Another common trap is dumping text online. Text is inherently more difficult
to read on screen, learners will almost invariably print out text and
read off paper when given the chance. Unfortunately, much online text
is not set up to print cleanly. Online text is also often broken up
into smaller blocks and linked for multiple access points. This is great
for learners navigating to find what they need, not great if learners
need to repeatedly refer to or work with volumes of text.
Finally, the most effective 'resource' in the face to face environment is of
course the presenter or lecturer. Often projects to go online simply
adapt the existing print and media resources. Effective online courses
find ways to maintain that personal contact, or develop tools that go
some way to performing the same functions.
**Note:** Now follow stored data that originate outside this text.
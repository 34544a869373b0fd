//! Private keys and key generation.

use std::fmt;

use rcgen::KeyPair;
use rsa::pkcs1::DecodeRsaPrivateKey;
use rsa::pkcs8::EncodePrivateKey;
use rsa::RsaPrivateKey;
use serde::Serialize;
use tracing::{debug, info};
use zeroize::{Zeroize, ZeroizeOnDrop};

use crate::config::{DEFAULT_MIN_RSA_BITS, MAX_RSA_BITS};
use crate::error::{Error, Result};
use crate::pem;

/// Public key algorithm of a [`PrivateKey`].
#[derive(Debug, Clone, Copy, PartialEq, Eq, Serialize)]
pub enum KeyAlgorithm {
    /// RSA, signing with SHA-256.
    Rsa,
    /// ECDSA over P-256.
    EcdsaP256,
    /// ECDSA over P-384.
    EcdsaP384,
    /// Ed25519.
    Ed25519,
}

impl KeyAlgorithm {
    fn of(key_pair: &KeyPair) -> Result<Self> {
        let alg = key_pair.algorithm();
        if alg == &rcgen::PKCS_RSA_SHA256 {
            Ok(Self::Rsa)
        } else if alg == &rcgen::PKCS_ECDSA_P256_SHA256 {
            Ok(Self::EcdsaP256)
        } else if alg == &rcgen::PKCS_ECDSA_P384_SHA384 {
            Ok(Self::EcdsaP384)
        } else if alg == &rcgen::PKCS_ED25519 {
            Ok(Self::Ed25519)
        } else {
            Err(Error::Parse(format!("unsupported key algorithm: {alg:?}")))
        }
    }
}

impl fmt::Display for KeyAlgorithm {
    fn fmt(&self, f: &mut fmt::Formatter<'_>) -> fmt::Result {
        let name = match self {
            Self::Rsa => "RSA",
            Self::EcdsaP256 => "ECDSA P-256",
            Self::EcdsaP384 => "ECDSA P-384",
            Self::Ed25519 => "Ed25519",
        };
        f.write_str(name)
    }
}

/// A private key with secure memory handling.
#[derive(Zeroize, ZeroizeOnDrop)]
pub struct PrivateKey {
    /// PKCS#8 DER-encoded private key bytes.
    der: Vec<u8>,
    #[zeroize(skip)]
    algorithm: KeyAlgorithm,
}

impl PrivateKey {
    /// Creates a private key from PKCS#8 DER bytes.
    ///
    /// # Errors
    ///
    /// Returns [`Error::Parse`] if the bytes are not a supported PKCS#8 key.
    pub fn from_pkcs8_der(der: Vec<u8>) -> Result<Self> {
        let key_pair = KeyPair::try_from(der.as_slice())
            .map_err(|e| Error::Parse(format!("failed to parse private key: {e}")))?;
        let algorithm = KeyAlgorithm::of(&key_pair)?;
        Ok(Self { der, algorithm })
    }

    /// Parses a private key from PEM text.
    ///
    /// Accepts PKCS#8 (`PRIVATE KEY`) and PKCS#1 (`RSA PRIVATE KEY`) blocks;
    /// PKCS#1 keys are converted to PKCS#8. `origin` names the input in
    /// error messages.
    ///
    /// # Errors
    ///
    /// Returns [`Error::Decode`] if no PEM block is present and
    /// [`Error::Parse`] if the block does not hold a usable key.
    pub fn from_pem(text: &str, origin: &str) -> Result<Self> {
        let block = pem::decode(text).map_err(|e| Error::Decode(format!("{origin}: {e}")))?;
        match block.label() {
            pem::PRIVATE_KEY => Self::from_pkcs8_der(block.into_der()),
            pem::RSA_PRIVATE_KEY => {
                let rsa = RsaPrivateKey::from_pkcs1_der(block.der())
                    .map_err(|e| Error::Parse(format!("{origin}: invalid PKCS#1 key: {e}")))?;
                let der = rsa
                    .to_pkcs8_der()
                    .map_err(|e| Error::Parse(format!("{origin}: cannot convert key: {e}")))?;
                Self::from_pkcs8_der(der.as_bytes().to_vec())
            }
            other => Err(Error::Parse(format!(
                "{origin}: expected a private key, found '{other}' block"
            ))),
        }
    }

    /// Returns the PKCS#8 DER-encoded private key bytes.
    #[must_use]
    pub fn der(&self) -> &[u8] {
        &self.der
    }

    /// Returns the key algorithm.
    #[must_use]
    pub const fn algorithm(&self) -> KeyAlgorithm {
        self.algorithm
    }

    /// Returns the PEM-encoded private key.
    #[must_use]
    pub fn pem(&self) -> String {
        pem::encode(pem::PRIVATE_KEY, &self.der)
    }

    /// Loads the key into an rcgen key pair for signing.
    pub(crate) fn key_pair(&self) -> Result<KeyPair> {
        KeyPair::try_from(self.der.as_slice())
            .map_err(|e| Error::Signing(format!("failed to load signing key: {e}")))
    }
}

impl fmt::Debug for PrivateKey {
    fn fmt(&self, f: &mut fmt::Formatter<'_>) -> fmt::Result {
        f.debug_struct("PrivateKey")
            .field("algorithm", &self.algorithm)
            .field("der", &"[REDACTED]")
            .finish()
    }
}

impl Clone for PrivateKey {
    fn clone(&self) -> Self {
        Self {
            der: self.der.clone(),
            algorithm: self.algorithm,
        }
    }
}

/// Generates private keys.
pub trait KeyProvider {
    /// Generates a fresh private key.
    fn generate(&self) -> Result<PrivateKey>;
}

/// Generates RSA keys of a fixed size.
#[derive(Debug, Clone, Copy)]
pub struct RsaKeyProvider {
    bits: usize,
}

impl RsaKeyProvider {
    /// Creates a provider for `bits`-bit keys, enforcing the default minimum.
    ///
    /// # Errors
    ///
    /// Returns [`Error::KeyGen`] if `bits` is below the minimum.
    pub fn new(bits: usize) -> Result<Self> {
        Self::with_minimum(bits, DEFAULT_MIN_RSA_BITS)
    }

    /// Creates a provider for `bits`-bit keys, enforcing `min_bits`.
    ///
    /// `min_bits` can raise the floor but never lower it below
    /// [`DEFAULT_MIN_RSA_BITS`]; smaller keys cannot be loaded for signing.
    ///
    /// # Errors
    ///
    /// Returns [`Error::KeyGen`] if `bits` is below the effective minimum or
    /// above [`MAX_RSA_BITS`].
    pub fn with_minimum(bits: usize, min_bits: usize) -> Result<Self> {
        let min_bits = min_bits.max(DEFAULT_MIN_RSA_BITS);
        if bits < min_bits {
            return Err(Error::KeyGen(format!(
                "RSA key size {bits} is below the minimum of {min_bits} bits"
            )));
        }
        if bits > MAX_RSA_BITS {
            return Err(Error::KeyGen(format!(
                "RSA key size {bits} is above the maximum of {MAX_RSA_BITS} bits"
            )));
        }
        Ok(Self { bits })
    }

    /// Returns the key size in bits.
    #[must_use]
    pub const fn bits(&self) -> usize {
        self.bits
    }
}

impl KeyProvider for RsaKeyProvider {
    fn generate(&self) -> Result<PrivateKey> {
        debug!(bits = self.bits, "generating RSA key");
        let mut rng = rand::thread_rng();
        let key = RsaPrivateKey::new(&mut rng, self.bits)
            .map_err(|e| Error::KeyGen(format!("failed to generate RSA key: {e}")))?;
        let der = key
            .to_pkcs8_der()
            .map_err(|e| Error::KeyGen(format!("failed to encode RSA key: {e}")))?;
        let key = PrivateKey::from_pkcs8_der(der.as_bytes().to_vec())
            .map_err(|e| Error::KeyGen(format!("generated RSA key is unusable: {e}")))?;
        info!(bits = self.bits, "generated RSA private key");
        Ok(key)
    }
}

/// Generates ECDSA P-256 keys.
#[derive(Debug, Clone, Copy, Default)]
pub struct EcdsaKeyProvider;

impl KeyProvider for EcdsaKeyProvider {
    fn generate(&self) -> Result<PrivateKey> {
        let key_pair = KeyPair::generate()
            .map_err(|e| Error::KeyGen(format!("failed to generate key pair: {e}")))?;
        PrivateKey::from_pkcs8_der(key_pair.serialize_der())
    }
}

#[cfg(test)]
mod tests {
    use super::*;
    use rsa::pkcs1::EncodeRsaPrivateKey;
    use rsa::pkcs8::DecodePrivateKey;

    #[test]
    fn rsa_below_minimum_rejected() {
        let result = RsaKeyProvider::new(1024);
        assert!(matches!(result, Err(Error::KeyGen(_))));
    }

    #[test]
    fn custom_minimum_cannot_go_below_signing_floor() {
        let result = RsaKeyProvider::with_minimum(1024, 1024);
        assert!(matches!(result, Err(Error::KeyGen(msg)) if msg.contains("2048")));
    }

    #[test]
    fn custom_minimum_raises_floor() {
        let result = RsaKeyProvider::with_minimum(2048, 3072);
        assert!(matches!(result, Err(Error::KeyGen(msg)) if msg.contains("3072")));
        assert_eq!(RsaKeyProvider::with_minimum(3072, 3072).unwrap().bits(), 3072);
    }

    #[test]
    fn rsa_above_maximum_rejected() {
        let result = RsaKeyProvider::new(MAX_RSA_BITS + 1);
        assert!(matches!(result, Err(Error::KeyGen(msg)) if msg.contains("maximum")));
    }

    #[test]
    fn ecdsa_key_round_trips_through_pem() {
        let key = EcdsaKeyProvider.generate().unwrap();
        assert_eq!(key.algorithm(), KeyAlgorithm::EcdsaP256);

        let pem = key.pem();
        assert!(pem.contains("BEGIN PRIVATE KEY"));

        let loaded = PrivateKey::from_pem(&pem, "key.pem").unwrap();
        assert_eq!(loaded.der(), key.der());
    }

    #[test]
    fn rsa_key_generation_and_pkcs1_import() {
        let provider = RsaKeyProvider::new(2048).unwrap();
        let key = provider.generate().unwrap();
        assert!(key.key_pair().is_ok());
        assert_eq!(key.algorithm(), KeyAlgorithm::Rsa);

        let rsa = RsaPrivateKey::from_pkcs8_der(key.der()).unwrap();
        let pkcs1 = rsa.to_pkcs1_der().unwrap();
        let text = pem::encode(pem::RSA_PRIVATE_KEY, pkcs1.as_bytes());

        let loaded = PrivateKey::from_pem(&text, "legacy.pem").unwrap();
        assert_eq!(loaded.algorithm(), KeyAlgorithm::Rsa);
    }

    #[test]
    fn non_key_block_rejected() {
        let text = pem::encode(pem::CERTIFICATE, b"not a key");
        let result = PrivateKey::from_pem(&text, "cert.pem");
        assert!(matches!(result, Err(Error::Parse(msg)) if msg.contains("cert.pem")));
    }

    #[test]
    fn missing_block_is_decode_error() {
        let result = PrivateKey::from_pem("garbage", "key.pem");
        assert!(matches!(result, Err(Error::Decode(_))));
    }

    #[test]
    fn debug_redacts_key() {
        let key = EcdsaKeyProvider.generate().unwrap();
        let debug = format!("{key:?}");
        assert!(debug.contains("REDACTED"));
    }
}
Simply offering chat or bulletin
board facilities does not, of itself, resolve this issue. The analogy
is putting a learner in a car, but not showing them how to drive, or
giving them a reason to go anywhere. The delivery methodology needs
to be designed to stimulate and guide online communication.
Disadvantages
For the learner, the technology can be intimidating, or actually impede
learning. More self-motivation and discipline are often required, and
communication technologies may be a poor substitute for face-to-face
contact.
For the producer of the learning, significantly higher development costs
are likely, and specialised skills are required. There are also the
problems of overcoming scepticism amongst potential users, and adapting
the organisation's culture and systems for the new delivery method.
Despite the range of challenges and issues inherent in online learning, there
is no doubt that it is revolutionising the face of training and education.
In the race to assimilate technology into educational delivery, it is
not the development of training that is the goal, it is the depth of
learning that results from it. Be wary of claims by vendors of online
training solutions that one product is all that is required to develop
and deliver an effective (online) package. Any educational course will
require planning and good educational design. Subsequent articles in
this series will overview that design and development process.